> _INPUT MATERIAL_

------------------------------------------------------------

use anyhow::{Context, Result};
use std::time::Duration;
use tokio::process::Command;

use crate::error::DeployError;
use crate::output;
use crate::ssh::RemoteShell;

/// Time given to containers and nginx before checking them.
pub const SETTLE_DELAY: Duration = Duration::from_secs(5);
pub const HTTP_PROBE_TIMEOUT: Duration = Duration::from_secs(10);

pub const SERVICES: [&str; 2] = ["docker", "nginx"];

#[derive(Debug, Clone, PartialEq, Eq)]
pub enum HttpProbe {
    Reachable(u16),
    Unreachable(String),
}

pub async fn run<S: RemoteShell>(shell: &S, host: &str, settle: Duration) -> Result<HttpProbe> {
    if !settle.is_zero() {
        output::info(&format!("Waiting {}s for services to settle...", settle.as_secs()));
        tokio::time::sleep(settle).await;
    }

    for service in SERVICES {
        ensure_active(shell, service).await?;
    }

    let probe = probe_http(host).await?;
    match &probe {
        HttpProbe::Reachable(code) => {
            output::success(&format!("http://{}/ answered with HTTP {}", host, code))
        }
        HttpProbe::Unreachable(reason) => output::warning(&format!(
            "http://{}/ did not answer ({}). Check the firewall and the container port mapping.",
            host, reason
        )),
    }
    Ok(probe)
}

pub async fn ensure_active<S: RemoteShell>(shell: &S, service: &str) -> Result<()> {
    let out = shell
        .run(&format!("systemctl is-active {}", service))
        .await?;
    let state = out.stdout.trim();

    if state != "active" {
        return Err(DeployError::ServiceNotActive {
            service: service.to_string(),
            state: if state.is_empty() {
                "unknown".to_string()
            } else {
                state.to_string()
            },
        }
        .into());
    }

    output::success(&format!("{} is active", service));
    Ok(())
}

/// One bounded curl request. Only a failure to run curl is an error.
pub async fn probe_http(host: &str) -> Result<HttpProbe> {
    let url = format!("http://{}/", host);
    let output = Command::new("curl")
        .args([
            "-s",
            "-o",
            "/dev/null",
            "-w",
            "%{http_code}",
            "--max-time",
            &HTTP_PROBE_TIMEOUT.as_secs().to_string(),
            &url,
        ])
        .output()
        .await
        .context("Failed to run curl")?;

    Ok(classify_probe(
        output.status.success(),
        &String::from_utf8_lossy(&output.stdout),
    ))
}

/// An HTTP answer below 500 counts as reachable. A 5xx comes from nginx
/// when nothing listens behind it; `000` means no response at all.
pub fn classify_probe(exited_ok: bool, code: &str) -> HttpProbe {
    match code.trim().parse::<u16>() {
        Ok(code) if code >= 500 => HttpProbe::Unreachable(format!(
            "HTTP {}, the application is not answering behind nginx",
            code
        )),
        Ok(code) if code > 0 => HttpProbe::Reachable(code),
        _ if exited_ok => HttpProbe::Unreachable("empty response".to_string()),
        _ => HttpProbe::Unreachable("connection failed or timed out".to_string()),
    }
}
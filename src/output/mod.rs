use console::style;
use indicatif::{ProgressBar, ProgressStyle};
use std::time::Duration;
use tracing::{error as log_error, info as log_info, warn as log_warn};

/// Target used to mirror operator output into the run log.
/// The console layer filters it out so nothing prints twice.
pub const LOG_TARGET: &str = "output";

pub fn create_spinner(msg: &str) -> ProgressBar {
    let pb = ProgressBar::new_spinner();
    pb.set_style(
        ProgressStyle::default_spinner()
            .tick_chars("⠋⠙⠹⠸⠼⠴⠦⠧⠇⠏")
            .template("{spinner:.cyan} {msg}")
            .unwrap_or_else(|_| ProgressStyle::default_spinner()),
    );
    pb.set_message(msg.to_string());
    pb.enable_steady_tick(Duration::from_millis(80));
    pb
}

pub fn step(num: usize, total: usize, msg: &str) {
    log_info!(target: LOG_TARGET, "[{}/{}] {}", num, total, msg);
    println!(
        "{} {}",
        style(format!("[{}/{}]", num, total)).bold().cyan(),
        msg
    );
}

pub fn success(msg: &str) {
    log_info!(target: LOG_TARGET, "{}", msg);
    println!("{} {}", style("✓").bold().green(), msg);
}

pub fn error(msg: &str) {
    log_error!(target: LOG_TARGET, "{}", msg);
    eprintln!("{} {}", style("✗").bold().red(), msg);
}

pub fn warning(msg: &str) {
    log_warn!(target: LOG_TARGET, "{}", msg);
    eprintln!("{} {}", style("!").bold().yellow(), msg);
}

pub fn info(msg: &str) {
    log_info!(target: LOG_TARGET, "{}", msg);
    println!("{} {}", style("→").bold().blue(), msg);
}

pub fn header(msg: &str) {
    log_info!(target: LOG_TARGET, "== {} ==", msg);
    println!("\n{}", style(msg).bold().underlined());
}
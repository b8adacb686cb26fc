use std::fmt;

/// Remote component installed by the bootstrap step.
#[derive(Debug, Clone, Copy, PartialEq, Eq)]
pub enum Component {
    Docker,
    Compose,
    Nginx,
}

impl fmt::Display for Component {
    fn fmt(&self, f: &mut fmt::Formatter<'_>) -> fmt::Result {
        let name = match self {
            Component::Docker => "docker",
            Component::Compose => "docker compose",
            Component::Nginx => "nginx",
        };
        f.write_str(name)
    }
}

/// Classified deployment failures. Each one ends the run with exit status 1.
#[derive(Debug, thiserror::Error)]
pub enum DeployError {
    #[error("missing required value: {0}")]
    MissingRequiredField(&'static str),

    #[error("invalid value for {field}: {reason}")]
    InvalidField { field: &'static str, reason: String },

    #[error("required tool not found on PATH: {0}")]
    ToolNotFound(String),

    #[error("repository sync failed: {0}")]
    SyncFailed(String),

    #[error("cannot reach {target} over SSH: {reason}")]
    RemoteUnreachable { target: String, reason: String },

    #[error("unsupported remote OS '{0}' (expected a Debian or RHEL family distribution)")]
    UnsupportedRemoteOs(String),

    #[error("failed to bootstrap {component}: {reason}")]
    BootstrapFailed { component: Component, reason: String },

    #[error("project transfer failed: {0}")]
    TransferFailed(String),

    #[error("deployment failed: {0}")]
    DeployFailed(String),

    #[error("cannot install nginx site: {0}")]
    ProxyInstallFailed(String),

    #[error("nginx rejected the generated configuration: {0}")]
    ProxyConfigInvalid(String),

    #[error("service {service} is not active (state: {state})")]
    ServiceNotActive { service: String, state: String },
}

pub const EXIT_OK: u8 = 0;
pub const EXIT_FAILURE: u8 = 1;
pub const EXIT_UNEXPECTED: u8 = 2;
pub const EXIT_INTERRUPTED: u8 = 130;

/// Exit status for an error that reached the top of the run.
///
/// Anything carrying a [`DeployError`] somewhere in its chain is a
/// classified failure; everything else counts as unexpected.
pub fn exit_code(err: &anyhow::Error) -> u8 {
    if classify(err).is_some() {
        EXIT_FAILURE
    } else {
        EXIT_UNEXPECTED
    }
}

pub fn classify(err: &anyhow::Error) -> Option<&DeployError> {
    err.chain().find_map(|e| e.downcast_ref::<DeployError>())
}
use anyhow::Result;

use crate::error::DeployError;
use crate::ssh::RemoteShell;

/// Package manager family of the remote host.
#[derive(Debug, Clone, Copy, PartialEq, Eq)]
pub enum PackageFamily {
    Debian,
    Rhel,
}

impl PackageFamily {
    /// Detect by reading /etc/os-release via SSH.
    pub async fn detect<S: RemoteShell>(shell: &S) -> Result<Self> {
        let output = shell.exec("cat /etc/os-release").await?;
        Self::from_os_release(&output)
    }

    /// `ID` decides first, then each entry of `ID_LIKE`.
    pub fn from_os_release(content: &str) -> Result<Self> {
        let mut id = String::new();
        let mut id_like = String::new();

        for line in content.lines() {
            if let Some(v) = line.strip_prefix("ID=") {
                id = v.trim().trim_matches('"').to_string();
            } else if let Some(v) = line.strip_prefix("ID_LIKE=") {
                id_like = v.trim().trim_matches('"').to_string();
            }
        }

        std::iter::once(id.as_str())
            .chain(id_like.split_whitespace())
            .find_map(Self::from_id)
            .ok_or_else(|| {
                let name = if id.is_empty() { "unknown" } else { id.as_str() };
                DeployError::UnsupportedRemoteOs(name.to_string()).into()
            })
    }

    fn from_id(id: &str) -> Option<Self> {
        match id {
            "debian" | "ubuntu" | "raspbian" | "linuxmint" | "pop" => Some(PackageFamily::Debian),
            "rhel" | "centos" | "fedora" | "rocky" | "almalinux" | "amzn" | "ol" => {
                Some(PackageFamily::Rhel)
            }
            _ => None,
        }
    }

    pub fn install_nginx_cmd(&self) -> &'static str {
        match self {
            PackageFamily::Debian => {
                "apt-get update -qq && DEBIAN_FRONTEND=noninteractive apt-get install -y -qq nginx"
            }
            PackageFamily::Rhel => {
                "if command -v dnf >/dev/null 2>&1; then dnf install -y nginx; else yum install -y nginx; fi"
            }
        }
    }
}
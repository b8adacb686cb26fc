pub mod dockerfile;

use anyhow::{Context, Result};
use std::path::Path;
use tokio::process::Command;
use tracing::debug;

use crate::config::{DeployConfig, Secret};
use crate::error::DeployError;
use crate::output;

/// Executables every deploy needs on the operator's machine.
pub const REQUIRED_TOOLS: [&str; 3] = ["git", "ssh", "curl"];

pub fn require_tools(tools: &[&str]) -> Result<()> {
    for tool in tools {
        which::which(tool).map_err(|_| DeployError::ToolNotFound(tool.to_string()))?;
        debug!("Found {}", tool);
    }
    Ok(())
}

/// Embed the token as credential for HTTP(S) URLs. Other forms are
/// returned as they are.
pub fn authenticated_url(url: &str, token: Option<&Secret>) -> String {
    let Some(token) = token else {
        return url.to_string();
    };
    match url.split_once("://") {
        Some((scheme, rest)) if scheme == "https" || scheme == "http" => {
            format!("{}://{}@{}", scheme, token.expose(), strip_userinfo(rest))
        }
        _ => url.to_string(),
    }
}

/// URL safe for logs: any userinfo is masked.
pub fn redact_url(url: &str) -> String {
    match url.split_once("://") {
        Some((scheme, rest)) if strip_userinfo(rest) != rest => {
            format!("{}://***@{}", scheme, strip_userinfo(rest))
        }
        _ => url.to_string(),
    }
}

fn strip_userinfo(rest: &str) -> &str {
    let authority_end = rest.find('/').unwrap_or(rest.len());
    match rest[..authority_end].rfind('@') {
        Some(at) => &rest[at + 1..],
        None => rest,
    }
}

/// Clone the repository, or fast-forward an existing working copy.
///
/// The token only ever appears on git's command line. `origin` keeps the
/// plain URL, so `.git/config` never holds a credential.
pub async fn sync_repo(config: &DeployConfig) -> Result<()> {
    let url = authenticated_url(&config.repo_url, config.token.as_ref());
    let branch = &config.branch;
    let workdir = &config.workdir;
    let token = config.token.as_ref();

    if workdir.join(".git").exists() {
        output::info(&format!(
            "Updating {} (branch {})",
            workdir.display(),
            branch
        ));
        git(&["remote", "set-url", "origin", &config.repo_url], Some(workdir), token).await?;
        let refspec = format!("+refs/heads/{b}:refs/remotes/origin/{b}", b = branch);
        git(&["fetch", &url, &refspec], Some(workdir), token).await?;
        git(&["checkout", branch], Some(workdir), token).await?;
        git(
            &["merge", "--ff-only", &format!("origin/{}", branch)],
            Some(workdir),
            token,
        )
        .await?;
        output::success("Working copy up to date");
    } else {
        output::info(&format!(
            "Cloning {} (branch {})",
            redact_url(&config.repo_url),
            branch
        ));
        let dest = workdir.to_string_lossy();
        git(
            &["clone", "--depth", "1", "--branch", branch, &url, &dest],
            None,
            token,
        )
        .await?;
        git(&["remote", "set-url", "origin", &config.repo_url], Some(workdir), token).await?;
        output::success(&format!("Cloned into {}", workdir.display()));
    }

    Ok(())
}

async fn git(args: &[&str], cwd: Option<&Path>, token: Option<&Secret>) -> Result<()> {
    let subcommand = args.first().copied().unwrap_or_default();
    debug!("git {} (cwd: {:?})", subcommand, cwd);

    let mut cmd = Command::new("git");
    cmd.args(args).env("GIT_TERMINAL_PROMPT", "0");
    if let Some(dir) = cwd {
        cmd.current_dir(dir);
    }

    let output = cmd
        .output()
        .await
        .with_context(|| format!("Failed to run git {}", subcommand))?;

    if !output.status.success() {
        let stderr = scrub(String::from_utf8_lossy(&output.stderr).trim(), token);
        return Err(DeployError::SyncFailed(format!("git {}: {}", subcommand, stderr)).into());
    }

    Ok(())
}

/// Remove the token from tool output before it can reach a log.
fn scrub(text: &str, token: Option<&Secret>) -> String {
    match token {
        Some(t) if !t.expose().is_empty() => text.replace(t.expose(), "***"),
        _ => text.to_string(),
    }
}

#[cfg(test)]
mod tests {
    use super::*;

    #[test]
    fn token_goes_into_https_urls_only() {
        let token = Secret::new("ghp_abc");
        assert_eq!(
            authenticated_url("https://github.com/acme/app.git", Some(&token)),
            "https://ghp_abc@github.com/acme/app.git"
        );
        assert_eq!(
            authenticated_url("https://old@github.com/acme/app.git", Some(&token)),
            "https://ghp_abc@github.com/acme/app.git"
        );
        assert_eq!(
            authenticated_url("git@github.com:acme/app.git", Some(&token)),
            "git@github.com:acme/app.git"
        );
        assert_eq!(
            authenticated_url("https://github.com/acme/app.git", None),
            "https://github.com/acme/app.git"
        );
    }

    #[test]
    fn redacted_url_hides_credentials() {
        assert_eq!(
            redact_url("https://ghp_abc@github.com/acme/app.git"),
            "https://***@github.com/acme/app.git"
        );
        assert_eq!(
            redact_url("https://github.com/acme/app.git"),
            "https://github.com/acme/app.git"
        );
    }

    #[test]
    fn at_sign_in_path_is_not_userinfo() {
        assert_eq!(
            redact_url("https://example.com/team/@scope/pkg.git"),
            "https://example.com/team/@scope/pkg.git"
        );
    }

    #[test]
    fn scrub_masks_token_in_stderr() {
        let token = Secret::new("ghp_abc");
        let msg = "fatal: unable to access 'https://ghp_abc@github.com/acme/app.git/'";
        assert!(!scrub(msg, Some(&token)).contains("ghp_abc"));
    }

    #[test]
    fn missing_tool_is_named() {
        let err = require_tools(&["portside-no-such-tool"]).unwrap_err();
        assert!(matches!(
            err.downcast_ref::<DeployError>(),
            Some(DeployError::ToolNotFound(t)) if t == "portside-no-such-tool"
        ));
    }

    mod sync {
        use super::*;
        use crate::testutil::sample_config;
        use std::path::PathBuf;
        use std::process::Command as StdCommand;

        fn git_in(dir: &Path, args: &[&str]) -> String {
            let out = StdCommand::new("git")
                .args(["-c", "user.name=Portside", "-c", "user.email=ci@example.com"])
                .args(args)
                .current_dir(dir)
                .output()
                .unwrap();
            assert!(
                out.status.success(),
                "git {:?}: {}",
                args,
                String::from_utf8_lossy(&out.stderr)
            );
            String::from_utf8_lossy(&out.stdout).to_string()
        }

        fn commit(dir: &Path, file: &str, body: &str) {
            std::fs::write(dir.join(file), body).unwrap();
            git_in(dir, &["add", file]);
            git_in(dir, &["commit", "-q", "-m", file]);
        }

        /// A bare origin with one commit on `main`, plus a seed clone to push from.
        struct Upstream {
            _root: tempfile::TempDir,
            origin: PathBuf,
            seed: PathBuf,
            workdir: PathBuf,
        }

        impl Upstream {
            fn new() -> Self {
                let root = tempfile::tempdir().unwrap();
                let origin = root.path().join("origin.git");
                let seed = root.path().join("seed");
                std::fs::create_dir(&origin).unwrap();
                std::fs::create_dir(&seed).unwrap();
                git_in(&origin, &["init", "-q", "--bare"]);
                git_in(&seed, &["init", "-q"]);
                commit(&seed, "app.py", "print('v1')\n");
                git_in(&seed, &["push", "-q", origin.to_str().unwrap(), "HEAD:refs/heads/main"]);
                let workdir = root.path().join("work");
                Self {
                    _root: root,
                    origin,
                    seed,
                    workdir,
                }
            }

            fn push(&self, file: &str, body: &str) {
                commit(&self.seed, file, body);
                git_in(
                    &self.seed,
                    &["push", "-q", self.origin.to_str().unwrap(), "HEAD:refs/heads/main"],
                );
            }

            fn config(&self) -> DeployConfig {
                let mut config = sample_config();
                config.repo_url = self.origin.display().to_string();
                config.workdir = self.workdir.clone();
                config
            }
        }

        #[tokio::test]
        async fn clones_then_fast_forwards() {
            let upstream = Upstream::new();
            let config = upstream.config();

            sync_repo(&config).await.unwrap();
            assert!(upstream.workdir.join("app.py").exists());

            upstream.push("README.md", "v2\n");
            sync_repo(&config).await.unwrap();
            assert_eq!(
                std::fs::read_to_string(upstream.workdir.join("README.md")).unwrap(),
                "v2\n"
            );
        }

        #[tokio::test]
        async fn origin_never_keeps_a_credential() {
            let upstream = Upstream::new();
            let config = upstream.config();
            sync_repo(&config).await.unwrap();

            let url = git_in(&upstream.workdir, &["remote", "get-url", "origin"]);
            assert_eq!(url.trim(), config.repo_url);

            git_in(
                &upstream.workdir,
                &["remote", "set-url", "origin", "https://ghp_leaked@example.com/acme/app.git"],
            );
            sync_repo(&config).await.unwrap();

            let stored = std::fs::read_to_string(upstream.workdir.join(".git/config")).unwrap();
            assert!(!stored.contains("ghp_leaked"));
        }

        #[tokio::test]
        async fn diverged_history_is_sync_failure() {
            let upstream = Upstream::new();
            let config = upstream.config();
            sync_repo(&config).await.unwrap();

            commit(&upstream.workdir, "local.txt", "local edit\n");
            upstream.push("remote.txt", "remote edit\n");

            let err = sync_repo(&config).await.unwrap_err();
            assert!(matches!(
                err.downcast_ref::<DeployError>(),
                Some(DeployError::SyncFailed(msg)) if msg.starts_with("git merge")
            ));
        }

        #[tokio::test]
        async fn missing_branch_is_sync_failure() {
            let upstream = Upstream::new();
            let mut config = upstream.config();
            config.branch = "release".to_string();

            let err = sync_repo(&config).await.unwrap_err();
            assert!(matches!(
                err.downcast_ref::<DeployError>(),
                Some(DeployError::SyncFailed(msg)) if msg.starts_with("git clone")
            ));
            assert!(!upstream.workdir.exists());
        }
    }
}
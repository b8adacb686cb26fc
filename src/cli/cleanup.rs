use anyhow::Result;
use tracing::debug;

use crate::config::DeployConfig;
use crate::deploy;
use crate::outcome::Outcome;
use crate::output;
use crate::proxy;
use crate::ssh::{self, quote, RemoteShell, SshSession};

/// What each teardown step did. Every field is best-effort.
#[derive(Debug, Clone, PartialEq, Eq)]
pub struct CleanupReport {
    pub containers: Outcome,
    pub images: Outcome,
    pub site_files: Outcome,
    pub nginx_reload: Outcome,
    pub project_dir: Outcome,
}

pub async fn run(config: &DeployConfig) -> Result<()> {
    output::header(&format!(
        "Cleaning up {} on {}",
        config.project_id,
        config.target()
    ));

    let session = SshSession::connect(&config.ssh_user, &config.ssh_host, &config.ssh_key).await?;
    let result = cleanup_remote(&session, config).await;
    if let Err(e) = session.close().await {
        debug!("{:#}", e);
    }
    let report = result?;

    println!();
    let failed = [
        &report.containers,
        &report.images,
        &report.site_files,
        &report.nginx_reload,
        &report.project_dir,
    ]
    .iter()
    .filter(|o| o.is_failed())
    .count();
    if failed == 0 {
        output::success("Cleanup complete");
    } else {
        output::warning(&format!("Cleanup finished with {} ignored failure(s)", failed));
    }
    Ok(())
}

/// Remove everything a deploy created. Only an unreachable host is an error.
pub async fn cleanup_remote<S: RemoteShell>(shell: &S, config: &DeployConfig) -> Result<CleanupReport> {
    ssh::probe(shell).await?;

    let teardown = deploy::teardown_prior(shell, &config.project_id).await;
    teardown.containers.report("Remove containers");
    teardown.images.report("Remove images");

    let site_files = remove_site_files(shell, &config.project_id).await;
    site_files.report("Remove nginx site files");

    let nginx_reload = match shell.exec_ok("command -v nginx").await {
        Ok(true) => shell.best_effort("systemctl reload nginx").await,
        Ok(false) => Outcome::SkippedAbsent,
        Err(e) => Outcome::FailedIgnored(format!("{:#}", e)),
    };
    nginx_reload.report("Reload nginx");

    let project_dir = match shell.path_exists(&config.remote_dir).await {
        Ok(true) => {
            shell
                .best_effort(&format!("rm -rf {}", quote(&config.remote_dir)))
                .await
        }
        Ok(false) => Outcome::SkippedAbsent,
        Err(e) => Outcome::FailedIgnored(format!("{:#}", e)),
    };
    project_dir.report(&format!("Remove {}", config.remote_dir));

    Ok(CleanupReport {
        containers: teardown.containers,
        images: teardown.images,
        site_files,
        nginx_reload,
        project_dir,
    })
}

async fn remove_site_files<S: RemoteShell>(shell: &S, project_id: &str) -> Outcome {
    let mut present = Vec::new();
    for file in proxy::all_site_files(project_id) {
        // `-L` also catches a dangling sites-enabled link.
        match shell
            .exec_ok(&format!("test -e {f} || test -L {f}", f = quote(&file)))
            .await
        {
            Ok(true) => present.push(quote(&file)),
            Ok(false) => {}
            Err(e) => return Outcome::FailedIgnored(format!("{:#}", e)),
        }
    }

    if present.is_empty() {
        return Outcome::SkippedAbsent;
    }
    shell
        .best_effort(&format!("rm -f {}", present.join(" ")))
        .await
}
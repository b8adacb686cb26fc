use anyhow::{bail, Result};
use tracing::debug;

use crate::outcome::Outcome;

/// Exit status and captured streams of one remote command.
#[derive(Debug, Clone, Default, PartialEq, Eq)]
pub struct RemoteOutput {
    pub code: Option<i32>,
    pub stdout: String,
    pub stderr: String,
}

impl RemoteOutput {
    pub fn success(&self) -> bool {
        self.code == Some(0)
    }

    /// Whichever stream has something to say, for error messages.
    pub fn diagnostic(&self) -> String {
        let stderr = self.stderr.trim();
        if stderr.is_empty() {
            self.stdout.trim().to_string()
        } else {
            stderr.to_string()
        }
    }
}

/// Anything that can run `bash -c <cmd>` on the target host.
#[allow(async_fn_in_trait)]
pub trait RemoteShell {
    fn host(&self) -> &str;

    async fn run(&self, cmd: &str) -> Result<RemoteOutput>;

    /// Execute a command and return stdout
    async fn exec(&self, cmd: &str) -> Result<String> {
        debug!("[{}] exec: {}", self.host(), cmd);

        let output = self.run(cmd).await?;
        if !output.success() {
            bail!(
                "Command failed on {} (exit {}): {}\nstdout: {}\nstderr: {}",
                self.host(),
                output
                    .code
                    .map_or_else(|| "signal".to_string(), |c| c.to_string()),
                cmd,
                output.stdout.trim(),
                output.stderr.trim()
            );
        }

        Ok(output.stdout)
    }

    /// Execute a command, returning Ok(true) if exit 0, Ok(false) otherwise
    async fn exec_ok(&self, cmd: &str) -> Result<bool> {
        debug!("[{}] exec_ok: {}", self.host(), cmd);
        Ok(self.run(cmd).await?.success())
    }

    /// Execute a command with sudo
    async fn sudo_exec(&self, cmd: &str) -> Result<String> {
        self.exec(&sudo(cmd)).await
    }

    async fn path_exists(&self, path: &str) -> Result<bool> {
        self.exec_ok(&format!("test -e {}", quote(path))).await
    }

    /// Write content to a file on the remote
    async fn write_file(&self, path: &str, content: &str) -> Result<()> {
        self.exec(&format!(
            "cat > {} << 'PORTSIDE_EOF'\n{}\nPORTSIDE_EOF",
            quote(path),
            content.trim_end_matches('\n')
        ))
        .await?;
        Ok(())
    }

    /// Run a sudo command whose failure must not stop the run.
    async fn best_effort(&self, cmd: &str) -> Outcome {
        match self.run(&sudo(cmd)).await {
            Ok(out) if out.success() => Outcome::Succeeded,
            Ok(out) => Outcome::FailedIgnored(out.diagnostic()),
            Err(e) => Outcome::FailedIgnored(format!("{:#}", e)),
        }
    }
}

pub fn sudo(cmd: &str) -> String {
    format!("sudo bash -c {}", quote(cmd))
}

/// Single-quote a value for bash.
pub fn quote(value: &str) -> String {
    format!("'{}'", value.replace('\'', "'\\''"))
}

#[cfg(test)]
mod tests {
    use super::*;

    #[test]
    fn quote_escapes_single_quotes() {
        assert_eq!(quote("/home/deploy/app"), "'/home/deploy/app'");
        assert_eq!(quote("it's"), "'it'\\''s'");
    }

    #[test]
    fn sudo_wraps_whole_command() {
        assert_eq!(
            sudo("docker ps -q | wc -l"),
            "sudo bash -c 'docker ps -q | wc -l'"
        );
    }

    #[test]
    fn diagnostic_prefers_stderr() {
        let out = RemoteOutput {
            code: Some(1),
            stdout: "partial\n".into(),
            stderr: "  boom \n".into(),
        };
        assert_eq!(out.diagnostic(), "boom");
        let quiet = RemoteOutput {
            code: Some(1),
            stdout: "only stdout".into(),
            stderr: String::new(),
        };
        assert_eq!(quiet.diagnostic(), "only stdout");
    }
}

------------------------------------------------------------

> _TRY IT_
Count the lines of the entries that hold the string "false", then state that number and nothing more.

> _FINISHED TASK_
4